____ Provided records

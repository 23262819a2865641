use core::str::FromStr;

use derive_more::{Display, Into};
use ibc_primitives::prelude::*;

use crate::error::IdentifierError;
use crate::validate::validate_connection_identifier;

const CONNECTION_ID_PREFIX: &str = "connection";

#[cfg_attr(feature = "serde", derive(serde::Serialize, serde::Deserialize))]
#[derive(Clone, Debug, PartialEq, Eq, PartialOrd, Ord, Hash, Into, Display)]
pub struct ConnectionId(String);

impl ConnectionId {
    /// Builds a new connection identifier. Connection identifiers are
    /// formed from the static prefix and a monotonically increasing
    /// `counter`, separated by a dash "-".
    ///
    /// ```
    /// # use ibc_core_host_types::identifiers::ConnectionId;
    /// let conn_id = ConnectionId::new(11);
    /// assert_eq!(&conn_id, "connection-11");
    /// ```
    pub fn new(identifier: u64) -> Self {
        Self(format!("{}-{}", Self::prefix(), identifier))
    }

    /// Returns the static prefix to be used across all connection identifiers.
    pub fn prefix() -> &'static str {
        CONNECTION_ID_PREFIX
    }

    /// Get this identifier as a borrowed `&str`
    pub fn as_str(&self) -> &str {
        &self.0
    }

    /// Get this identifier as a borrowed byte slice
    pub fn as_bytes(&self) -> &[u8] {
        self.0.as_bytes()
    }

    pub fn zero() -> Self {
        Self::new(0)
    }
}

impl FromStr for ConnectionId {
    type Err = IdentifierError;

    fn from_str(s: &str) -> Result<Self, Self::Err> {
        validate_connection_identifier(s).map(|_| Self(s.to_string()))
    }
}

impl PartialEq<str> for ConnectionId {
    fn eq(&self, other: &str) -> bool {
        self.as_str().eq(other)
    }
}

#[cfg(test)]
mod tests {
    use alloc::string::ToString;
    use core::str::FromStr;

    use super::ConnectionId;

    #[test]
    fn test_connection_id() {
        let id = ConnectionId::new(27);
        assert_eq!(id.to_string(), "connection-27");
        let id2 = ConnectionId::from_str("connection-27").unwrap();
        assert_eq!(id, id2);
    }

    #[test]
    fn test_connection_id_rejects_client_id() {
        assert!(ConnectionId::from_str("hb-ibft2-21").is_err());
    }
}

________

• _Work request_
Each line must be given again exactly as written above.

• _Output for this task_
repository 23262819a2865641
use core::str::FromStr;

use derive_more::{Display, Into};
use ibc_primitives::prelude::*;

use crate::error::IdentifierError;
use crate::validate::validate_connection_identifier;

const CONNECTION_ID_PREFIX: &str = "connection";

#[cfg_attr(feature = "serde", derive(serde::Serialize, serde::Deserialize))]
#[derive(Clone, Debug, PartialEq, Eq, PartialOrd, Ord, Hash, Into, Display)]
pub struct ConnectionId(String);

impl ConnectionId {
    /// Builds a new connection identifier. Connection identifiers are
    /// formed from the static prefix and a monotonically increasing
    /// `counter`, separated by a dash "-".
    ///
    /// ```
    /// # use ibc_core_host_types::identifiers::ConnectionId;
    /// let conn_id = ConnectionId::new(11);
    /// assert_eq!(&conn_id, "connection-11");
    /// ```
    pub fn new(identifier: u64) -> Self {
        Self(format!("{}-{}", Self::prefix(), identifier))
    }

    /// Returns the static prefix to be used across all connection identifiers.
    pub fn prefix() -> &'static str {
        CONNECTION_ID_PREFIX
    }

    /// Get this identifier as a borrowed `&str`
    pub fn as_str(&self) -> &str {
        &self.0
    }

    /// Get this identifier as a borrowed byte slice
    pub fn as_bytes(&self) -> &[u8] {
        self.0.as_bytes()
    }

    pub fn zero() -> Self {
        Self::new(0)
    }
}

impl FromStr for ConnectionId {
    type Err = IdentifierError;

    fn from_str(s: &str) -> Result<Self, Self::Err> {
        validate_connection_identifier(s).map(|_| Self(s.to_string()))
    }
}

impl PartialEq<str> for ConnectionId {
    fn eq(&self, other: &str) -> bool {
        self.as_str().eq(other)
    }
}

#[cfg(test)]
mod tests {
    use alloc::string::ToString;
    use core::str::FromStr;

    use super::ConnectionId;

    #[test]
    fn test_connection_id() {
        let id = ConnectionId::new(27);
        assert_eq!(id.to_string(), "connection-27");
        let id2 = ConnectionId::from_str("connection-27").unwrap();
        assert_eq!(id, id2);
    }

    #[test]
    fn test_connection_id_rejects_client_id() {
        assert!(ConnectionId::from_str("hb-ibft2-21").is_err());
    }
}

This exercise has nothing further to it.